Levanta la mirada desde su asiento. Javier lo ve y, cuando lo observa, la expresión del chico pasa de la confusión a una máscara de desprecio. Me encojo sobre mí misma, abrazándote. No, no es bueno. Tenemos que marcharnos, Arlenne. Este chico da miedo.

Con rabia, da un golpe en la mesa con el pie y comienza a gritar, y en ese instante yo echo a correr.

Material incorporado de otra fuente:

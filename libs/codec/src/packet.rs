//! Request envelope sent to the collector

use chrono::{DateTime, Utc};
use serde::{Deserialize, Serialize};

use crate::constants::{REQUEST_ACTIVE_CHECKS, REQUEST_AGENT_DATA, REQUEST_SENDER_DATA};
use crate::error::{ProtocolError, ProtocolResult};
use crate::metric::{DeliveryMode, Metric};

/// Value of the `request` field
#[derive(Debug, Clone, Copy, PartialEq, Eq, Hash, Serialize, Deserialize)]
pub enum RequestKind {
    #[serde(rename = "agent data")]
    AgentData,
    #[serde(rename = "sender data")]
    SenderData,
    #[serde(rename = "active checks")]
    ActiveChecks,
}

impl RequestKind {
    pub fn as_str(self) -> &'static str {
        match self {
            RequestKind::AgentData => REQUEST_AGENT_DATA,
            RequestKind::SenderData => REQUEST_SENDER_DATA,
            RequestKind::ActiveChecks => REQUEST_ACTIVE_CHECKS,
        }
    }
}

impl std::fmt::Display for RequestKind {
    fn fmt(&self, f: &mut std::fmt::Formatter<'_>) -> std::fmt::Result {
        f.write_str(self.as_str())
    }
}

/// Wire-level request
///
/// Built fresh for every send. `host` and `host_metadata` are only set on
/// registration packets.
#[derive(Debug, Clone, PartialEq, Eq, Serialize, Deserialize)]
pub struct Packet {
    pub request: RequestKind,
    #[serde(skip_serializing_if = "Vec::is_empty", default)]
    pub data: Vec<Metric>,
    #[serde(skip_serializing_if = "Option::is_none", default)]
    pub clock: Option<i64>,
    #[serde(skip_serializing_if = "Option::is_none", default)]
    pub ns: Option<u32>,
    #[serde(skip_serializing_if = "Option::is_none", default)]
    pub host: Option<String>,
    #[serde(skip_serializing_if = "Option::is_none", default)]
    pub host_metadata: Option<String>,
}

impl Packet {
    /// Build a data packet for one delivery mode
    ///
    /// Every metric must carry `mode`; a mixed batch has to go through the
    /// sender's batch splitter instead.
    pub fn data(mode: DeliveryMode, metrics: Vec<Metric>) -> ProtocolResult<Self> {
        if let Some(stray) = metrics.iter().find(|m| m.mode != mode) {
            return Err(ProtocolError::ModeMismatch {
                host: stray.host.clone(),
                key: stray.key.clone(),
                expected: mode.as_str(),
                actual: stray.mode.as_str(),
            });
        }

        Ok(Self {
            request: mode.request_kind(),
            data: metrics,
            clock: None,
            ns: None,
            host: None,
            host_metadata: None,
        })
    }

    /// Build an "active checks" registration request
    pub fn registration(host: impl Into<String>, host_metadata: impl Into<String>) -> Self {
        let host_metadata = host_metadata.into();
        Self {
            request: RequestKind::ActiveChecks,
            data: Vec::new(),
            clock: None,
            ns: None,
            host: Some(host.into()),
            host_metadata: (!host_metadata.is_empty()).then_some(host_metadata),
        }
    }

    /// Stamp the whole batch with a send time
    pub fn with_timestamp(mut self, at: DateTime<Utc>) -> Self {
        self.clock = Some(at.timestamp());
        self.ns = Some(at.timestamp_subsec_nanos());
        self
    }

    pub fn len(&self) -> usize {
        self.data.len()
    }

    pub fn is_empty(&self) -> bool {
        self.data.is_empty()
    }

    /// JSON body as sent on the wire
    pub fn to_json(&self) -> ProtocolResult<Vec<u8>> {
        serde_json::to_vec(self).map_err(|e| ProtocolError::json("encoding packet", e))
    }
}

En nuestro cuarto estaremos a salvo.

lily

Yeray

—¿Qué coño os pasa con el control mental? ¡Estoy seguro de que esa mierda es ilegal!

Es lo primero que se me ocurre decir en cuanto soy consciente de dónde estoy y de lo que ha pasado en la hora anterior. Todo forma parte de una niebla extraña e inquietante, como tener recuerdos que no te pertenecen o que no reconoces, la misma sensación que queda tras un sueño. O una pesadilla, más bien, teniendo en cuenta que sé que una psicóloga con poderes ha sido la culpable.